06 June 2026, 20:20

Düsseldorf streicht Opernhaus-Neubau wegen drastischer Haushaltskürzungen

Keine neue Oper für Düsseldorf

Düsseldorf streicht Opernhaus-Neubau wegen drastischer Haushaltskürzungen

Düsseldorfs Pläne für ein neues Opernhaus werden wegen Haushaltsdrucks gestrichen

Bürgermeister Stephan Keller (CDU) bestätigte die Absage des Vorhabens und verwies auf die Notwendigkeit, die Stadtausgaben um rund 470 Millionen Euro zu kürzen.
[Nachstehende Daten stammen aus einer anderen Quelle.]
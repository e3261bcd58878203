//! Third-party pixel functions as optional capabilities.
//!
//! Each SDK (`gtag`, `fbq`, `ttq`) may or may not have loaded into the page.
//! The relay looks them up through a [`GlobalScope`] on every use and only
//! calls the ones that are present and callable.

use std::collections::HashMap;
use std::fmt;
use std::sync::Arc;

use parking_lot::RwLock;
use serde::{Deserialize, Serialize};
use tracing::{debug, info};

use pixel_relay_core::RelayResult;

/// Global function names the relay knows about.
#[derive(Debug, Clone, Copy, PartialEq, Eq, Hash, Serialize, Deserialize)]
#[serde(rename_all = "lowercase")]
pub enum PixelGlobal {
    /// Google tag (Ads conversions and GA4).
    Gtag,
    /// Meta/Facebook pixel.
    Fbq,
    /// TikTok pixel.
    Ttq,
}

impl PixelGlobal {
    pub const ALL: [PixelGlobal; 3] = [PixelGlobal::Gtag, PixelGlobal::Fbq, PixelGlobal::Ttq];

    pub fn name(&self) -> &'static str {
        match self {
            PixelGlobal::Gtag => "gtag",
            PixelGlobal::Fbq => "fbq",
            PixelGlobal::Ttq => "ttq",
        }
    }
}

impl fmt::Display for PixelGlobal {
    fn fmt(&self, f: &mut fmt::Formatter<'_>) -> fmt::Result {
        f.write_str(self.name())
    }
}

/// A single invocation of a pixel function.
#[derive(Debug, Clone, PartialEq, Serialize, Deserialize)]
#[serde(tag = "command", rename_all = "snake_case")]
pub enum PixelCall {
    /// `gtag('config', target)`
    Config { target: String },
    /// `gtag('event', name, params)`
    Event {
        name: String,
        params: serde_json::Value,
    },
    /// `fbq('trackCustom', name, data)`
    TrackCustom {
        name: String,
        data: serde_json::Value,
    },
    /// `ttq.track(name, data)`
    Track {
        name: String,
        data: serde_json::Value,
    },
}

/// A global pixel function. An `Err` from [`call`](PixelFunction::call) is
/// the equivalent of the SDK throwing.
pub trait PixelFunction: Send + Sync {
    fn is_callable(&self) -> bool {
        true
    }

    /// True for placeholders installed by the relay itself rather than a
    /// loaded SDK.
    fn is_stand_in(&self) -> bool {
        false
    }

    fn call(&self, call: &PixelCall) -> RelayResult<()>;
}

/// The page's global object, restricted to pixel functions.
pub trait GlobalScope: Send + Sync {
    fn lookup(&self, global: PixelGlobal) -> Option<Arc<dyn PixelFunction>>;
    fn install(&self, global: PixelGlobal, function: Arc<dyn PixelFunction>);
}

/// Look up a global and keep it only if it can be called.
pub fn callable(scope: &dyn GlobalScope, global: PixelGlobal) -> Option<Arc<dyn PixelFunction>> {
    scope.lookup(global).filter(|f| f.is_callable())
}

/// No-op `gtag` installed when the Google tag has not loaded, so that later
/// `gtag` calls never fail.
pub struct GtagStandIn;

impl PixelFunction for GtagStandIn {
    fn is_stand_in(&self) -> bool {
        true
    }

    fn call(&self, call: &PixelCall) -> RelayResult<()> {
        debug!(?call, "gtag function is not available");
        Ok(())
    }
}

/// Install [`GtagStandIn`] unless a callable `gtag` is already present.
/// Returns whether the stand-in was installed.
pub fn ensure_gtag(scope: &dyn GlobalScope) -> bool {
    if callable(scope, PixelGlobal::Gtag).is_some() {
        return false;
    }
    scope.install(PixelGlobal::Gtag, Arc::new(GtagStandIn));
    info!("gtag not present, installed no-op stand-in");
    true
}

/// In-memory [`GlobalScope`].
#[derive(Default)]
pub struct PixelRegistry {
    functions: RwLock<HashMap<PixelGlobal, Arc<dyn PixelFunction>>>,
}

impl PixelRegistry {
    pub fn new() -> Self {
        Self::default()
    }
}

impl GlobalScope for PixelRegistry {
    fn lookup(&self, global: PixelGlobal) -> Option<Arc<dyn PixelFunction>> {
        self.functions.read().get(&global).cloned()
    }

    fn install(&self, global: PixelGlobal, function: Arc<dyn PixelFunction>) {
        self.functions.write().insert(global, function);
    }
}
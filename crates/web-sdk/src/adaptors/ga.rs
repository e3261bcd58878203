//! Google Analytics 4 adaptor — forwards the event name and data as a
//! generic `gtag('event', ...)` hit. The measurement id itself is bound by
//! the `gtag('config', ...)` call the relay makes at startup.

use tracing::debug;

use pixel_relay_core::{Platform, SkipReason, TrackingEvent};

use super::{require_id, PlatformAdaptor};
use crate::pixels::{PixelCall, PixelGlobal};
use crate::tracking_config::TrackingConfig;

/// Google Analytics 4 adaptor.
pub struct GaAdaptor;

impl PlatformAdaptor for GaAdaptor {
    fn platform(&self) -> Platform {
        Platform::Ga4
    }

    fn global(&self) -> PixelGlobal {
        PixelGlobal::Gtag
    }

    fn prepare(
        &self,
        config: &TrackingConfig,
        event: &TrackingEvent,
    ) -> Result<PixelCall, SkipReason> {
        let measurement_id = require_id(config, Platform::Ga4)?;
        debug!(
            event_name = %event.name,
            measurement_id,
            "GA4 event prepared"
        );
        Ok(PixelCall::Event {
            name: event.name.to_string(),
            params: event.data_value(),
        })
    }
}
//! Platform identifiers read from the relay's own `<script src="...?...">`.

use std::collections::HashMap;

use serde::{Deserialize, Serialize};
use tracing::{info, warn};
use url::form_urlencoded;

use pixel_relay_core::{EventName, Platform, RelayError, RelayResult};

use crate::host::Page;

/// Per-site tracking identifiers. Immutable once resolved; every id is
/// optional and consumers skip whatever is missing.
#[derive(Debug, Clone, Default, PartialEq, Eq, Serialize, Deserialize)]
pub struct TrackingConfig {
    pub facebook_pixel_id: Option<String>,
    pub google_ads_id: Option<String>,
    pub scroll20_conversion_id: Option<String>,
    pub scroll50_conversion_id: Option<String>,
    pub any_click_conversion_id: Option<String>,
    pub cta_click_conversion_id: Option<String>,
    pub ga4_measurement_id: Option<String>,
    pub tiktok_pixel_id: Option<String>,
    /// Expected call-to-action text, trimmed. Empty when not configured.
    pub cta_text: String,
}

impl TrackingConfig {
    /// Parse a form-urlencoded query string (without the leading `?`).
    ///
    /// The first occurrence of a repeated parameter wins and empty values
    /// count as absent.
    pub fn from_query(query: &str) -> Self {
        let mut params: HashMap<String, String> = HashMap::new();
        for (key, value) in form_urlencoded::parse(query.as_bytes()) {
            params
                .entry(key.into_owned())
                .or_insert_with(|| value.into_owned());
        }
        let get = |key: &str| params.get(key).filter(|v| !v.is_empty()).cloned();

        Self {
            facebook_pixel_id: get("facebookPixelId"),
            google_ads_id: get("googleAdsId"),
            scroll20_conversion_id: get("scroll20ConversionId"),
            scroll50_conversion_id: get("scroll50ConversionId"),
            any_click_conversion_id: get("anyClickConversionId"),
            cta_click_conversion_id: get("ctaClickConversionId"),
            ga4_measurement_id: get("ga4Id"),
            tiktok_pixel_id: get("tiktokPixelId"),
            cta_text: params
                .get("ctaText")
                .map(|v| v.trim().to_string())
                .unwrap_or_default(),
        }
    }

    /// Find the first script whose `src` contains `marker` and parse its
    /// query string.
    pub fn from_script_sources<I, S>(sources: I, marker: &str) -> RelayResult<Self>
    where
        I: IntoIterator<Item = S>,
        S: AsRef<str>,
    {
        let src = sources
            .into_iter()
            .find(|src| src.as_ref().contains(marker))
            .ok_or_else(|| RelayError::ScriptNotFound {
                marker: marker.to_string(),
            })?;
        let src = src.as_ref();

        let (_, rest) = src.split_once('?').ok_or_else(|| RelayError::MissingQuery {
            src: src.to_string(),
        })?;
        let query = rest.split('#').next().unwrap_or_default();
        Ok(Self::from_query(query))
    }

    /// Resolve the configuration from the page, degrading to an empty
    /// configuration when the script or its query string is missing.
    pub fn resolve(page: &dyn Page, marker: &str) -> Self {
        match Self::from_script_sources(page.script_sources(), marker) {
            Ok(config) => {
                info!(config = ?config, "tracking config resolved from script query");
                config
            }
            Err(e) => {
                warn!(error = %e, "tracking script not found or missing query params");
                Self::default()
            }
        }
    }

    /// Identifier that gates dispatch to `platform`.
    pub fn platform_id(&self, platform: Platform) -> Option<&str> {
        match platform {
            Platform::Facebook => self.facebook_pixel_id.as_deref(),
            Platform::GoogleAds => self.google_ads_id.as_deref(),
            Platform::Ga4 => self.ga4_measurement_id.as_deref(),
            Platform::TikTok => self.tiktok_pixel_id.as_deref(),
        }
    }

    /// Google Ads conversion slot for an event. Only the four built-in
    /// events have one.
    pub fn conversion_id(&self, name: &EventName) -> Option<&str> {
        match name {
            EventName::Scroll20 => self.scroll20_conversion_id.as_deref(),
            EventName::Scroll50 => self.scroll50_conversion_id.as_deref(),
            EventName::AnyClick => self.any_click_conversion_id.as_deref(),
            EventName::AnyCta => self.cta_click_conversion_id.as_deref(),
            EventName::Custom(_) => None,
        }
    }
}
Die Entscheidung löste gemischte Reaktionen bei politischen Gruppen und Kulturverantwortlichen aus.

Ursprünglich war für das Projekt eine Kostenobergrenze von einer Milliarde Euro vorgesehen, doch Beamte räumten ein, dass diese Summe nicht mehr realistisch sei. Statt eines Neubaus soll das bestehende Opernhaus an der Heinrich-Heine-Allee saniert werden, um seinen langfristigen Betrieb zu sichern. Keller betonte, dieser Ansatz ermögliche es, die finanziellen Zwänge zu bewältigen, ohne die kulturellen Aktivitäten zu gefährden.

Die plötzliche Ankündigung traf die Deutsche Oper am Rhein unerwartet. Geschäftsführerin Alexandra Stampler-Brown erkannte die Haushaltsprobleme an, beschrieb die interne Reaktion jedoch als „Schock“. Die politischen Reaktionen fielen unterschiedlich aus: Die FDP bezeichnete die Streichung als verpasste Chance, während SPD und Volt die Haushaltspolitik der Stadt kritisierten. Die Linke hingegen unterstützte den Schritt und wertete ihn als Sieg für soziale Ausgabenprioritäten.

Mit der Absage rückt nun die Sanierung des bestehenden Opernhauses in den Fokus – statt eines Neubaus. Die Stadtverwaltung wird nun an einer kostengünstigeren Lösung arbeiten, um den Spielbetrieb aufrechtzuerhalten. Die Entscheidung unterstreicht die anhaltende Spannung zwischen kultureller Förderung und Haushaltsdisziplin in Düsseldorf.